As for Boston, one of my reasons for wanting to create this subreddit is how that event played out on reddit. I’m wrapping up a research project for Columbia U’s journalism school in which I analyzed several thousand tweets from multiple reddit threads in which they tried to ID the bombers. Two important findings: while there were a lot of sincere people trying to help, I couldn’t find a single person who appeared to be a journalist. Second, almost no one raised questions about sourcing and confirmation methods. There were a surprising number of people warning how their methods might backfire, but there wasn’t a facilitated discuss on how you can use reddit in a more constructed and ethical way.

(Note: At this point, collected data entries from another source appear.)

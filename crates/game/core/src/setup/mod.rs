//! Initial-state construction.
//!
//! A [`GameSetup`] is the complete, explicit parameter set of a game's initial
//! state. Seating order is one of those parameters: it is resolved here once
//! and never derived from the action log.
pub mod rng;

use std::collections::BTreeSet;

pub use rng::{PcgRng, RngOracle, compute_seed, seeded_shuffle};

use crate::error::{ErrorSeverity, GameError};
use crate::state::{
    BoardState, EntitiesState, EntityId, EntityName, GameState, LocationId, LocationState,
    TurnState,
};

/// Errors raised while building an initial state from a [`GameSetup`].
#[derive(Clone, Debug, PartialEq, Eq, thiserror::Error)]
#[cfg_attr(feature = "serde", derive(serde::Serialize, serde::Deserialize))]
pub enum InitializationError {
    #[error("setup declares no entities")]
    EmptyRoster,

    #[error("entity {0} declared more than once")]
    DuplicateEntity(EntityName),

    #[error("location {0} declared more than once")]
    DuplicateLocation(LocationId),

    #[error("location {0} has no token slots")]
    NoSlots(LocationId),

    #[error("turn order names unknown entity {0}")]
    UnknownEntityInOrder(EntityName),

    #[error("turn order must list each of the {expected} entities exactly once (got {found})")]
    IncompleteOrder { expected: usize, found: usize },
}

impl GameError for InitializationError {
    fn severity(&self) -> ErrorSeverity {
        ErrorSeverity::Validation
    }

    fn error_code(&self) -> &'static str {
        match self {
            Self::EmptyRoster => "SETUP_EMPTY_ROSTER",
            Self::DuplicateEntity(_) => "SETUP_DUPLICATE_ENTITY",
            Self::DuplicateLocation(_) => "SETUP_DUPLICATE_LOCATION",
            Self::NoSlots(_) => "SETUP_NO_SLOTS",
            Self::UnknownEntityInOrder(_) => "SETUP_UNKNOWN_ENTITY_IN_ORDER",
            Self::IncompleteOrder { .. } => "SETUP_INCOMPLETE_ORDER",
        }
    }
}

/// Acting entity declared at setup.
#[derive(Clone, Debug, PartialEq, Eq)]
#[cfg_attr(feature = "serde", derive(serde::Serialize, serde::Deserialize))]
pub struct EntitySpec {
    pub name: EntityName,
    pub tokens: u32,
}

impl EntitySpec {
    pub fn new(name: impl Into<EntityName>, tokens: u32) -> Self {
        Self {
            name: name.into(),
            tokens,
        }
    }
}

/// Board location declared at setup.
#[derive(Clone, Debug, PartialEq, Eq)]
#[cfg_attr(feature = "serde", derive(serde::Serialize, serde::Deserialize))]
pub struct LocationSpec {
    pub id: LocationId,
    pub slots: usize,
    pub revenue: u32,
}

impl LocationSpec {
    pub fn new(id: impl Into<LocationId>, slots: usize, revenue: u32) -> Self {
        Self {
            id: id.into(),
            slots,
            revenue,
        }
    }
}

/// How the seating order is resolved at setup.
#[derive(Clone, Debug, Default, PartialEq, Eq)]
#[cfg_attr(feature = "serde", derive(serde::Serialize, serde::Deserialize))]
pub enum TurnOrder {
    /// Declaration order.
    #[default]
    Listed,
    /// Exactly this order; must be a permutation of the roster.
    Explicit(Vec<EntityName>),
    /// Declaration order shuffled deterministically with the given seed.
    Seeded(u64),
}

impl TurnOrder {
    fn resolve(&self, entities: &EntitiesState) -> Result<Vec<EntityId>, InitializationError> {
        let mut order: Vec<EntityId> = entities.iter().map(|entity| entity.id).collect();
        match self {
            TurnOrder::Listed => {}
            TurnOrder::Seeded(seed) => seeded_shuffle(&mut order, *seed),
            TurnOrder::Explicit(names) => {
                if names.len() != entities.len() {
                    return Err(InitializationError::IncompleteOrder {
                        expected: entities.len(),
                        found: names.len(),
                    });
                }
                let mut seen = BTreeSet::new();
                order = names
                    .iter()
                    .map(|name| -> Result<EntityId, InitializationError> {
                        let entity = entities
                            .by_name(name)
                            .ok_or_else(|| InitializationError::UnknownEntityInOrder(name.clone()))?;
                        Ok(entity.id)
                    })
                    .collect::<Result<_, _>>()?;
                order.retain(|id| seen.insert(*id));
                if order.len() != entities.len() {
                    return Err(InitializationError::IncompleteOrder {
                        expected: entities.len(),
                        found: order.len(),
                    });
                }
            }
        }
        Ok(order)
    }
}

/// Complete parameter set for a game's initial state.
#[derive(Clone, Debug, Default, PartialEq, Eq)]
#[cfg_attr(feature = "serde", derive(serde::Serialize, serde::Deserialize))]
pub struct GameSetup {
    pub entities: Vec<EntitySpec>,
    pub locations: Vec<LocationSpec>,
    pub turn_order: TurnOrder,
    pub max_rounds: Option<u32>,
}

impl GameSetup {
    pub fn new() -> Self {
        Self::default()
    }

    pub fn with_entity(mut self, name: impl Into<EntityName>, tokens: u32) -> Self {
        self.entities.push(EntitySpec::new(name, tokens));
        self
    }

    pub fn with_location(mut self, id: impl Into<LocationId>, slots: usize, revenue: u32) -> Self {
        self.locations.push(LocationSpec::new(id, slots, revenue));
        self
    }

    pub fn with_turn_order(mut self, turn_order: TurnOrder) -> Self {
        self.turn_order = turn_order;
        self
    }

    pub fn with_max_rounds(mut self, max_rounds: u32) -> Self {
        self.max_rounds = Some(max_rounds);
        self
    }
}

impl GameState {
    /// Builds the initial state (log position 0) described by `setup`.
    pub fn from_setup(setup: &GameSetup) -> Result<Self, InitializationError> {
        if setup.entities.is_empty() {
            return Err(InitializationError::EmptyRoster);
        }

        let mut entities = EntitiesState::empty();
        for spec in &setup.entities {
            if entities.by_name(&spec.name).is_some() {
                return Err(InitializationError::DuplicateEntity(spec.name.clone()));
            }
            entities.push(spec.name.clone(), spec.tokens);
        }

        let mut board = BoardState::default();
        for spec in &setup.locations {
            if spec.slots == 0 {
                return Err(InitializationError::NoSlots(spec.id.clone()));
            }
            let location = LocationState::new(spec.id.clone(), spec.slots, spec.revenue);
            if board.insert(location).is_some() {
                return Err(InitializationError::DuplicateLocation(spec.id.clone()));
            }
        }

        let order = setup.turn_order.resolve(&entities)?;
        let turn = TurnState::new(order, setup.max_rounds);

        Ok(GameState::new(entities, board, turn))
    }
}

#[cfg(test)]
mod tests {
    use super::*;

    fn roster() -> GameSetup {
        GameSetup::new()
            .with_entity("PRR", 2)
            .with_entity("NYC", 2)
            .with_entity("Erie", 2)
            .with_entity("B&O", 2)
            .with_location("E5", 2, 20)
    }

    fn order_names(state: &GameState) -> Vec<&str> {
        state
            .turn
            .order
            .iter()
            .map(|id| state.entities.get(*id).unwrap().name.as_str())
            .collect()
    }

    #[test]
    fn listed_order_follows_declaration() {
        let state = GameState::from_setup(&roster()).unwrap();
        assert_eq!(order_names(&state), ["PRR", "NYC", "Erie", "B&O"]);
        assert_eq!(state.turn.turn, 1);
        assert_eq!(state.turn.round, 1);
        assert_eq!(state.applied, 0);
    }

    #[test]
    fn seeded_order_is_reproducible() {
        let setup = roster().with_turn_order(TurnOrder::Seeded(1));
        let a = GameState::from_setup(&setup).unwrap();
        let b = GameState::from_setup(&setup).unwrap();
        assert_eq!(a, b);

        let mut names = order_names(&a);
        names.sort_unstable();
        assert_eq!(names, ["B&O", "Erie", "NYC", "PRR"]);
    }

    #[test]
    fn explicit_order_must_be_a_permutation() {
        let setup = roster().with_turn_order(TurnOrder::Explicit(vec![
            "Erie".into(),
            "PRR".into(),
            "NYC".into(),
            "B&O".into(),
        ]));
        let state = GameState::from_setup(&setup).unwrap();
        assert_eq!(order_names(&state), ["Erie", "PRR", "NYC", "B&O"]);

        let duplicated = roster().with_turn_order(TurnOrder::Explicit(vec![
            "Erie".into(),
            "Erie".into(),
            "NYC".into(),
            "B&O".into(),
        ]));
        assert_eq!(
            GameState::from_setup(&duplicated),
            Err(InitializationError::IncompleteOrder {
                expected: 4,
                found: 3
            })
        );

        let unknown = roster().with_turn_order(TurnOrder::Explicit(vec![
            "Reading".into(),
            "PRR".into(),
            "NYC".into(),
            "B&O".into(),
        ]));
        assert_eq!(
            GameState::from_setup(&unknown),
            Err(InitializationError::UnknownEntityInOrder("Reading".into()))
        );
    }

    #[test]
    fn rejects_malformed_rosters_and_boards() {
        assert_eq!(
            GameState::from_setup(&GameSetup::new()),
            Err(InitializationError::EmptyRoster)
        );
        assert_eq!(
            GameState::from_setup(&roster().with_entity("PRR", 1)),
            Err(InitializationError::DuplicateEntity("PRR".into()))
        );
        assert_eq!(
            GameState::from_setup(&roster().with_location("E5", 1, 10)),
            Err(InitializationError::DuplicateLocation("E5".into()))
        );
        assert_eq!(
            GameState::from_setup(&roster().with_location("F2", 0, 10)),
            Err(InitializationError::NoSlots("F2".into()))
        );
    }

    #[test]
    fn setup_errors_are_validation_failures() {
        let error = GameState::from_setup(&roster().with_location("F2", 0, 10)).unwrap_err();
        assert_eq!(error.severity(), ErrorSeverity::Validation);
        assert!(error.severity().is_recoverable());
        assert_eq!(error.error_code(), "SETUP_NO_SLOTS");
    }
}
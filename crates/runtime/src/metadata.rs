//! Lobby metadata and read-only game summaries.
//!
//! None of this feeds replay. Seating order is derived here once, turned
//! into an explicit [`TurnOrder`] and then fixed in the initial state.

use serde::{Deserialize, Serialize};

use game_core::{
    EntityName, GameResult, GameSetup, GameState, GameStatus, LocationSpec, TurnOrder,
    setup::seeded_shuffle,
};

use crate::repository::GameId;

/// Seed used when a game's settings do not carry one.
pub const DEFAULT_SEED: u64 = 1;

#[derive(Debug, Clone, PartialEq, Eq, Serialize, Deserialize)]
pub struct PlayerInfo {
    pub id: u64,
    pub name: String,
}

impl PlayerInfo {
    pub fn new(id: u64, name: impl Into<String>) -> Self {
        Self {
            id,
            name: name.into(),
        }
    }
}

#[derive(Debug, Clone, Default, PartialEq, Eq, Serialize, Deserialize)]
pub struct GameSettings {
    pub seed: Option<u64>,
    #[serde(default)]
    pub private_game: bool,
}

#[derive(Debug, Clone, PartialEq, Eq, Serialize, Deserialize)]
pub struct GameMetadata {
    pub title: String,
    pub description: String,
    pub owner: PlayerInfo,
    pub players: Vec<PlayerInfo>,
    pub max_players: usize,
    pub settings: GameSettings,
    /// Unix timestamp in seconds.
    pub created_at: u64,
}

impl GameMetadata {
    pub fn is_private(&self) -> bool {
        self.settings.private_game
    }

    /// Players sorted by id, then shuffled with the game's seed.
    pub fn ordered_players(&self) -> Vec<&PlayerInfo> {
        let mut players: Vec<&PlayerInfo> = self.players.iter().collect();
        players.sort_by_key(|player| player.id);
        seeded_shuffle(&mut players, self.settings.seed.unwrap_or(DEFAULT_SEED));
        players
    }

    /// Seating order for a game whose entities are named after the players.
    pub fn turn_order(&self) -> TurnOrder {
        TurnOrder::Explicit(
            self.ordered_players()
                .into_iter()
                .map(|player| EntityName::new(player.name.as_str()))
                .collect(),
        )
    }

    /// Initial-state parameters with one entity per player.
    pub fn game_setup(&self, tokens_per_player: u32, locations: Vec<LocationSpec>) -> GameSetup {
        let mut players: Vec<&PlayerInfo> = self.players.iter().collect();
        players.sort_by_key(|player| player.id);

        let setup = players
            .into_iter()
            .fold(GameSetup::new(), |setup, player| {
                setup.with_entity(player.name.as_str(), tokens_per_player)
            })
            .with_turn_order(self.turn_order());
        GameSetup {
            locations,
            ..setup
        }
    }
}

/// What a presentation layer needs to list or show a game.
#[derive(Debug, Clone, PartialEq, Eq, Serialize, Deserialize)]
pub struct GameSummary {
    pub id: GameId,
    pub title: String,
    pub description: String,
    pub owner: PlayerInfo,
    pub players: Vec<PlayerInfo>,
    pub max_players: usize,
    pub private_game: bool,
    pub status: GameStatus,
    pub turn: u32,
    pub round: u32,
    pub acting: Vec<EntityName>,
    pub result: Option<GameResult>,
    pub actions: u64,
    pub created_at: u64,
}

impl GameSummary {
    pub fn new(id: GameId, metadata: &GameMetadata, state: &GameState) -> Self {
        Self {
            id,
            title: metadata.title.clone(),
            description: metadata.description.clone(),
            owner: metadata.owner.clone(),
            players: metadata.ordered_players().into_iter().cloned().collect(),
            max_players: metadata.max_players,
            private_game: metadata.is_private(),
            status: state.status(),
            turn: state.turn.turn,
            round: state.turn.round,
            acting: state.acting_names().into_iter().cloned().collect(),
            result: state.result.clone(),
            actions: state.applied,
            created_at: metadata.created_at,
        }
    }
}

#[cfg(test)]
mod tests {
    use super::*;

    fn metadata(seed: Option<u64>) -> GameMetadata {
        GameMetadata {
            title: "1830".into(),
            description: "friendly".into(),
            owner: PlayerInfo::new(3, "carol"),
            players: vec![
                PlayerInfo::new(3, "carol"),
                PlayerInfo::new(1, "alice"),
                PlayerInfo::new(2, "bob"),
            ],
            max_players: 4,
            settings: GameSettings {
                seed,
                private_game: false,
            },
            created_at: 1_700_000_000,
        }
    }

    #[test]
    fn ordering_depends_only_on_ids_and_seed() {
        let a = metadata(None);
        let mut b = metadata(Some(DEFAULT_SEED));
        b.players.reverse();

        let names = |m: &GameMetadata| {
            m.ordered_players()
                .into_iter()
                .map(|p| p.name.clone())
                .collect::<Vec<_>>()
        };
        assert_eq!(names(&a), names(&b));
        assert_eq!(names(&a).len(), 3);
    }

    #[test]
    fn setup_seats_players_in_metadata_order() {
        let metadata = metadata(Some(7));
        let setup = metadata.game_setup(2, vec![LocationSpec::new("E5", 2, 20)]);
        let state = GameState::from_setup(&setup).unwrap();

        let seated: Vec<String> = state
            .turn
            .order
            .iter()
            .map(|id| state.entities.get(*id).unwrap().name.to_string())
            .collect();
        let expected: Vec<String> = metadata
            .ordered_players()
            .into_iter()
            .map(|p| p.name.clone())
            .collect();
        assert_eq!(seated, expected);

        let summary = GameSummary::new(GameId::new("g").unwrap(), &metadata, &state);
        assert_eq!(summary.status, GameStatus::New);
        assert_eq!(summary.acting.len(), 1);
        assert_eq!(summary.acting[0].as_str(), expected[0]);
    }
}
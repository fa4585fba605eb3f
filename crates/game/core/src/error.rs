//! Common error infrastructure for game-core.
//!
//! Domain-specific errors (e.g. `PlaceTokenError`) live next to the actions
//! they validate. This module holds the classification shared by all of them.
//!
//! # Severity
//!
//! The split that matters to callers is between errors raised while a *new*
//! action is submitted (the log is untouched, the caller may retry) and errors
//! raised while *re-deriving* state from an already accepted log (the log or
//! a snapshot is corrupt and the game must stop accepting mutations).

/// Severity level of an error, used for categorization and recovery strategies.
#[derive(Clone, Copy, Debug, PartialEq, Eq, Hash)]
#[cfg_attr(feature = "serde", derive(serde::Serialize, serde::Deserialize))]
pub enum ErrorSeverity {
    /// Can succeed later without changing the action (e.g. not your turn yet).
    Recoverable,

    /// Invalid input; the caller must change the action before retrying.
    Validation,

    /// Unexpected state inconsistency; indicates a bug.
    Internal,

    /// An accepted log no longer replays; the game is corrupt.
    Fatal,
}

impl ErrorSeverity {
    pub const fn as_str(&self) -> &'static str {
        match self {
            Self::Recoverable => "recoverable",
            Self::Validation => "validation",
            Self::Internal => "internal",
            Self::Fatal => "fatal",
        }
    }

    pub const fn is_recoverable(&self) -> bool {
        matches!(self, Self::Recoverable | Self::Validation)
    }

    /// Returns true if this error means the affected game must halt.
    pub const fn is_data_integrity(&self) -> bool {
        matches!(self, Self::Internal | Self::Fatal)
    }
}

/// Common trait for all game-core errors.
///
/// # Implementation Guidelines
///
/// - Use `#[derive(thiserror::Error)]` for Display/Error impl
/// - Classify severity based on recoverability, not impact
pub trait GameError: core::fmt::Display + core::fmt::Debug {
    fn severity(&self) -> ErrorSeverity;

    /// Returns a static string identifier for this error variant.
    ///
    /// Used for logging fields, metrics keys and tests.
    fn error_code(&self) -> &'static str {
        core::any::type_name::<Self>()
    }
}

/// Error type for actions that never fail their own validation.
#[derive(Clone, Debug, PartialEq, Eq, thiserror::Error)]
#[error("this error should never be constructed")]
pub enum NeverError {}

impl GameError for NeverError {
    fn severity(&self) -> ErrorSeverity {
        match *self {}
    }

    fn error_code(&self) -> &'static str {
        match *self {}
    }
}

// Custom serde implementation to prevent accidental serialization
#[cfg(feature = "serde")]
impl serde::Serialize for NeverError {
    fn serialize<S>(&self, _serializer: S) -> Result<S::Ok, S::Error>
    where
        S: serde::Serializer,
    {
        match *self {}
    }
}

#[cfg(feature = "serde")]
impl<'de> serde::Deserialize<'de> for NeverError {
    fn deserialize<D>(_deserializer: D) -> Result<Self, D::Error>
    where
        D: serde::Deserializer<'de>,
    {
        Err(serde::de::Error::custom(
            "NeverError cannot be deserialized as it represents an impossible error",
        ))
    }
}
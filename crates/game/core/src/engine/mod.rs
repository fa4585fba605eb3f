//! Action validation and execution pipeline.
//!
//! The [`GameEngine`] is the authoritative reducer for [`GameState`]. Every
//! bound action passes the same checks before its kind-specific transition
//! runs:
//!
//! 1. the game is not finished,
//! 2. the actor exists and has not resigned,
//! 3. the actor is the entity currently acting.
//!
//! Execution is all-or-nothing: a rejected action leaves the state untouched.

mod errors;
pub mod replay;
mod transition;
pub(crate) mod turns;

pub use errors::ExecuteError;
pub use replay::{ReplayError, Replayer, Snapshot, replay, replay_from};

use crate::action::BoundAction;
use crate::state::GameState;

/// Game engine that validates and applies bound actions to one state.
pub struct GameEngine<'a> {
    state: &'a mut GameState,
}

impl<'a> GameEngine<'a> {
    pub fn new(state: &'a mut GameState) -> Self {
        Self { state }
    }

    /// Runs every check [`GameEngine::execute`] would run, without mutating.
    pub fn validate(&self, action: &BoundAction) -> Result<(), ExecuteError> {
        validate(self.state, action)
    }

    /// Validates and applies `action`, advancing the applied-action count.
    pub fn execute(&mut self, action: &BoundAction) -> Result<(), ExecuteError> {
        validate(self.state, action)?;
        transition::apply_transition(action, self.state);
        self.state.applied += 1;
        Ok(())
    }
}

/// Checks whether `action` may be applied to `state`.
pub fn validate(state: &GameState, action: &BoundAction) -> Result<(), ExecuteError> {
    if state.is_finished() {
        return Err(ExecuteError::GameFinished);
    }

    let actor = action.actor();
    let entity = state
        .entities
        .get(actor)
        .ok_or(ExecuteError::UnknownActor(actor))?;
    if entity.resigned {
        return Err(ExecuteError::ActorResigned(entity.name.clone()));
    }

    let current = state.current_actor();
    if current != Some(actor) {
        let acting = current
            .and_then(|id| state.entities.get(id))
            .map(|entity| entity.name.clone())
            .ok_or(ExecuteError::GameFinished)?;
        return Err(ExecuteError::ActorNotActing {
            actor: entity.name.clone(),
            acting,
        });
    }

    transition::validate_transition(action, state)
}

/// Pure apply: returns the successor of `state`, leaving `state` untouched.
pub fn apply(state: &GameState, action: &BoundAction) -> Result<GameState, ExecuteError> {
    let mut next = state.clone();
    GameEngine::new(&mut next).execute(action)?;
    Ok(next)
}
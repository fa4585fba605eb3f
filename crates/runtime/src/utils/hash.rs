//! Hashing utilities for game state.
//!
//! Provides a deterministic fingerprint of a state for events, logging and
//! divergence checks.

use game_core::GameState;
use sha2::{Digest, Sha256};

/// SHA-256 over the bincode encoding of `state`, hex encoded.
///
/// Two states hash equal exactly when their encodings are equal, which for
/// [`GameState`] means they are equal.
pub fn hash_game_state(state: &GameState) -> Result<String, bincode::Error> {
    let bytes = bincode::serialize(state)?;
    Ok(hex::encode(Sha256::digest(&bytes)))
}

/// Short form of a state hash for log lines.
pub fn short_hash(hash: &str) -> &str {
    hash.get(..16).unwrap_or(hash)
}

#[cfg(test)]
mod tests {
    use game_core::{Action, GameSetup, engine};

    use super::*;

    fn state() -> GameState {
        let setup = GameSetup::new()
            .with_entity("PRR", 1)
            .with_entity("NYC", 1)
            .with_location("E5", 1, 10);
        GameState::from_setup(&setup).unwrap()
    }

    #[test]
    fn hash_is_stable_and_content_sensitive() {
        let state = state();
        let hash = hash_game_state(&state).unwrap();
        assert_eq!(hash, hash_game_state(&state.clone()).unwrap());
        assert_eq!(hash.len(), 64);
        assert!(hash.chars().all(|c| c.is_ascii_hexdigit()));

        let bound = Action::pass("PRR").rehydrate(&state).unwrap();
        let next = engine::apply(&state, &bound).unwrap();
        assert_ne!(hash, hash_game_state(&next).unwrap());
        assert_eq!(short_hash(&hash).len(), 16);
    }
}
//! Read and inspect a game's action log
//!
//! Loads `actions.log` through the file repository and displays its entries.

use anyhow::{Context, Result};
use clap::Parser;
use console::style;
use std::collections::HashMap;

use game_core::{ActionKind, LoggedAction};
use runtime::{ActionRepository, FileActionRepository};

use super::GameArgs;

/// Read and inspect action log files
#[derive(Parser)]
pub struct ReadActions {
    #[command(flatten)]
    game: GameArgs,

    /// Only show entries from this sequence on
    #[arg(long, default_value = "0")]
    from: u64,

    /// Output format
    #[arg(short, long, value_enum, default_value = "summary")]
    format: OutputFormat,

    /// Limit number of actions to display (0 = unlimited)
    #[arg(short, long, default_value = "100")]
    limit: usize,
}

#[derive(Clone, Copy, clap::ValueEnum)]
enum OutputFormat {
    /// Summary view (action kinds and counts)
    Summary,
    /// One line per action
    List,
    /// Full JSON output
    Json,
}

impl ReadActions {
    pub fn execute(self) -> Result<()> {
        let (data_dir, game) = self.game.resolve()?;

        let repository = FileActionRepository::new(&data_dir)?;
        let entries = repository
            .load(&game, self.from)
            .with_context(|| format!("Failed to load action log of {game}"))?;

        println!("{} {}", style("Game:").bold().cyan(), game);
        println!(
            "{} {}",
            style("Data Directory:").bold().cyan(),
            data_dir.display()
        );
        println!(
            "{} {}",
            style("Total Actions:").bold().cyan(),
            entries.len()
        );
        println!();

        let limit = if self.limit == 0 {
            usize::MAX
        } else {
            self.limit
        };
        let shown = &entries[..entries.len().min(limit)];

        match self.format {
            OutputFormat::Summary => print_summary(&entries),
            OutputFormat::List => print_list(shown),
            OutputFormat::Json => print_json(shown)?,
        }

        Ok(())
    }
}

fn kind_counts(entries: &[LoggedAction]) -> HashMap<ActionKind, usize> {
    entries
        .iter()
        .fold(HashMap::new(), |mut counts, entry| {
            *counts.entry(entry.action.kind()).or_default() += 1;
            counts
        })
}

fn print_summary(entries: &[LoggedAction]) {
    println!("{}", style("=== Action Summary ===").bold().green());
    println!();

    // Sort by count (descending)
    let mut counts: Vec<_> = kind_counts(entries).into_iter().collect();
    counts.sort_by(|a, b| {
        b.1.cmp(&a.1)
            .then_with(|| a.0.as_snake_case().cmp(b.0.as_snake_case()))
    });

    println!("{}", style("Action Kind Distribution:").bold().yellow());
    for (kind, count) in counts {
        println!("  {}: {}", kind, count);
    }
    println!();

    if let (Some(first), Some(last)) = (entries.first(), entries.last()) {
        println!("{}", style("Sequence Range:").bold().yellow());
        println!("  First: {}", first.sequence);
        println!("  Last: {}", last.sequence);
        println!();
    }
}

fn print_list(entries: &[LoggedAction]) {
    println!("{}", style("=== Action List ===").bold().green());
    println!();

    for entry in entries {
        println!(
            "{} {:>5}: {} by {} {:?}",
            style("#").bold(),
            entry.sequence,
            style(entry.action.kind()).yellow(),
            entry.action.entity(),
            entry.action
        );
    }
}

fn print_json(entries: &[LoggedAction]) -> Result<()> {
    let json =
        serde_json::to_string_pretty(entries).context("Failed to serialize actions to JSON")?;
    println!("{}", json);
    Ok(())
}

#[cfg(test)]
mod tests {
    use super::*;
    use game_core::Action;

    #[test]
    fn counts_group_by_kind() {
        let entries = vec![
            LoggedAction::new(0, Action::place_token("PRR", "E5", 0)),
            LoggedAction::new(1, Action::pass("NYC")),
            LoggedAction::new(2, Action::pass("PRR")),
        ];

        let counts = kind_counts(&entries);
        assert_eq!(counts.get(&ActionKind::Pass), Some(&2));
        assert_eq!(counts.get(&ActionKind::PlaceToken), Some(&1));
        assert_eq!(counts.get(&ActionKind::Resign), None);
    }
}
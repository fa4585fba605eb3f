//! Command implementations for xtask
//!
//! Each command is a separate module that implements its own CLI args and execution logic.

mod clean;
mod read_actions;
mod read_state;
mod verify;

pub use clean::Clean;
pub use read_actions::ReadActions;
pub use read_state::ReadState;
pub use verify::Verify;

use anyhow::{Context, Result};
use clap::Args;
use std::path::PathBuf;

use runtime::GameId;

use crate::dirs;

/// Arguments shared by every command that reads one game.
#[derive(Args, Debug)]
pub struct GameArgs {
    /// Game to read (defaults to the most recently modified one)
    #[arg(short, long, value_name = "GAME")]
    game: Option<String>,

    /// Custom data directory (defaults to SAVE_DATA_DIR or the platform location)
    #[arg(short, long, value_name = "DIR")]
    data_dir: Option<PathBuf>,
}

impl GameArgs {
    /// Resolve the data directory and game identifier.
    pub fn resolve(&self) -> Result<(PathBuf, GameId)> {
        let data_dir = self.data_dir.clone().unwrap_or_else(dirs::data_dir);
        if !data_dir.exists() {
            anyhow::bail!("Data directory not found: {}", data_dir.display());
        }

        let game = match &self.game {
            Some(game) => game.clone(),
            None => dirs::find_latest_game(&data_dir)?,
        };
        let game: GameId = game
            .parse()
            .with_context(|| format!("Invalid game id: {game}"))?;

        if !data_dir.join(game.as_str()).exists() {
            anyhow::bail!("Game not found: {} in {}", game, data_dir.display());
        }
        Ok((data_dir, game))
    }
}
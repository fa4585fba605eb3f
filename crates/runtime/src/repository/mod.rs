//! Repository layer for per-game runtime data.
//!
//! Repositories persist what a game session produces:
//! - the append-only action log, keyed by `(GameId, sequence)`
//! - state snapshots, keyed by `(GameId, sequence)`
//!
//! Snapshots are an optimization. The action log plus the snapshot at
//! sequence 0 (the initial state) are the source of truth for a game.

mod error;
mod traits;
mod types;

pub mod file;
pub mod memory;

pub use error::{RepositoryError, Result};
pub use file::{FileActionRepository, FileSnapshotRepository};
pub use memory::{InMemoryActionRepository, InMemorySnapshotRepository};
pub use traits::{ActionRepository, SnapshotRepository};
pub use types::GameId;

As we plan to staff this subreddit with our team, we hope to help change that.”
Clearly, Carvin has done his research, but I couldn’t say I was convinced yet. I wanted to know something else: What about mistakes? Any social media professional can tell you when dealing with real-time updates, it’s easy to get trigger-happy and post something without making sure you’re right on the money. So what then?
Pursuing the belief that in a “crowdsourced newsroom,” where Carvin and his anchors are pulling in reports, he is “relying on his followers to act as editors and sources, fact-checking and verifying and also distributing the news that he was curating.”
That’s right. He’s asking the public to call him out on his mistakes. Which may sound strange, but the last time Carvin slipped up, he not only admitted it right away, he made sure to apologize and repeatedly Tweet the correction. A move like that might be frowned upon in traditional journalism, but in the fast-paced world of social media, it builds trust. And I have to say, after days of trying to poke holes in Reportedly, I can’t see any reason why we shouldn’t give Carvin and his talented team of journalists a chance to change the way the world consumes it’s news.